■ The problem ■
Word for word, set down every line of the entries below from the line with "sequence value (release)" to the line with "pub fn get_and_add_relaxed(&self, increment: u64)", including both, and no other line.

[Opening Extracted material section]

//! Sequence implementation for the Disruptor
//!
//! The Sequence is used to track progress through the ring buffer and coordinate
//! between producers and consumers. It provides atomic operations while preventing
//! false sharing by keeping the counter on its own cache line.
//!
//! Sequences are unsigned and start at the buffer size (see
//! [`initial_sequence_value`]), so the wrap point `claimed - buffer_size` never
//! underflows.

use crossbeam_utils::CachePadded;
use std::sync::atomic::{AtomicU64, Ordering};

/// Initial value for every cursor and consumer watermark of a ring of `buffer_size` slots
///
/// The first claimable sequence is `buffer_size + 1`.
#[inline]
pub fn initial_sequence_value(buffer_size: usize) -> u64 {
    buffer_size as u64
}

/// A sequence number that prevents false sharing
///
/// The atomic value is wrapped in [`CachePadded`], which aligns it to (and pads it
/// out to) a full cache line so neighbouring fields never share its line.
pub struct Sequence {
    value: CachePadded<AtomicU64>,
}

impl Sequence {
    /// Create a new sequence with the given initial value
    pub fn new(initial_value: u64) -> Self {
        Self {
            value: CachePadded::new(AtomicU64::new(initial_value)),
        }
    }

    /// Get the current sequence value (acquire)
    #[inline]
    pub fn get(&self) -> u64 {
        self.value.load(Ordering::Acquire)
    }

    /// Get the current sequence value without ordering guarantees
    ///
    /// Only meaningful on the thread that owns the sequence.
    #[inline]
    pub fn get_relaxed(&self) -> u64 {
        self.value.load(Ordering::Relaxed)
    }

    /// Set the sequence value (release)
    #[inline]
    pub fn set(&self, value: u64) {
        self.value.store(value, Ordering::Release);
    }

    /// Set the sequence value without ordering guarantees
    #[inline]
    pub fn set_relaxed(&self, value: u64) {
        self.value.store(value, Ordering::Relaxed);
    }

    /// Atomically replace `expected` with `new`
    ///
    /// # Returns
    /// True if the swap happened
    #[inline]
    pub fn compare_and_set(&self, expected: u64, new: u64) -> bool {
        self.value
            .compare_exchange(expected, new, Ordering::AcqRel, Ordering::Acquire)
            .is_ok()
    }

    /// Add `increment` and return the value before the addition
    #[inline]
    pub fn get_and_add(&self, increment: u64) -> u64 {
        self.value.fetch_add(increment, Ordering::AcqRel)
    }

    /// Relaxed fetch-add for single-writer paths
    #[inline]
    pub fn get_and_add_relaxed(&self, increment: u64) -> u64 {
        self.value.fetch_add(increment, Ordering::Relaxed)
    }

    /// Add `increment` and return the new value
    #[inline]
    pub fn add_and_get(&self, increment: u64) -> u64 {
        self.get_and_add(increment) + increment
    }
}

impl Default for Sequence {
    fn default() -> Self {
        Self::new(0)
    }
}

impl std::fmt::Debug for Sequence {
    fn fmt(&self, f: &mut std::fmt::Formatter<'_>) -> std::fmt::Result {
        f.debug_struct("Sequence")
            .field("value", &self.get())
            .finish()
    }
}

impl std::fmt::Display for Sequence {
    fn fmt(&self, f: &mut std::fmt::Formatter<'_>) -> std::fmt::Result {
        write!(f, "{}", self.get())
    }
}

#[cfg(test)]
mod tests {
    use super::*;
    use std::sync::Arc;
    use std::thread;

    #[test]
    fn test_sequence_creation() {
        let seq = Sequence::new(42);
        assert_eq!(seq.get(), 42);
        assert_eq!(seq.get_relaxed(), 42);
    }

    #[test]
    fn test_initial_value_is_buffer_size() {
        assert_eq!(initial_sequence_value(16), 16);
        assert_eq!(initial_sequence_value(1), 1);
    }

    #[test]
    fn test_sequence_set_get() {
        let seq = Sequence::new(0);
        seq.set(100);
        assert_eq!(seq.get(), 100);

        seq.set_relaxed(7);
        assert_eq!(seq.get(), 7);
    }

    #[test]
    fn test_sequence_add() {
        let seq = Sequence::new(10);
        assert_eq!(seq.add_and_get(5), 15);
        assert_eq!(seq.get_and_add(3), 15);
        assert_eq!(seq.get(), 18);
        assert_eq!(seq.get_and_add_relaxed(2), 18);
        assert_eq!(seq.get(), 20);
    }

    #[test]
    fn test_sequence_compare_and_set() {
        let seq = Sequence::new(10);

        assert!(seq.compare_and_set(10, 20));
        assert_eq!(seq.get(), 20);

        assert!(!seq.compare_and_set(10, 30));
        assert_eq!(seq.get(), 20);
    }

    #[test]
    fn test_sequence_occupies_own_cache_line() {
        assert!(std::mem::align_of::<Sequence>() >= 64);
        assert!(std::mem::size_of::<Sequence>() >= 64);
    }

    #[test]
    fn test_sequence_thread_safety() {
        let seq = Arc::new(Sequence::new(0));
        let mut handles = vec![];

        for _ in 0..10 {
            let seq_clone = Arc::clone(&seq);
            handles.push(thread::spawn(move || {
                for _ in 0..1000 {
                    seq_clone.get_and_add(1);
                }
            }));
        }

        for handle in handles {
            handle.join().unwrap();
        }

        assert_eq!(seq.get(), 10000);
    }
}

[Closing Extracted material section]

■ Answer ■
    /// Set the sequence value (release)
    #[inline]
    pub fn set(&self, value: u64) {
        self.value.store(value, Ordering::Release);
    }

    /// Set the sequence value without ordering guarantees
    #[inline]
    pub fn set_relaxed(&self, value: u64) {
        self.value.store(value, Ordering::Relaxed);
    }

    /// Atomically replace `expected` with `new`
    ///
    /// # Returns
    /// True if the swap happened
    #[inline]
    pub fn compare_and_set(&self, expected: u64, new: u64) -> bool {
        self.value
            .compare_exchange(expected, new, Ordering::AcqRel, Ordering::Acquire)
            .is_ok()
    }

    /// Add `increment` and return the value before the addition
    #[inline]
    pub fn get_and_add(&self, increment: u64) -> u64 {
        self.value.fetch_add(increment, Ordering::AcqRel)
    }

    /// Relaxed fetch-add for single-writer paths
    #[inline]
    pub fn get_and_add_relaxed(&self, increment: u64) -> u64 {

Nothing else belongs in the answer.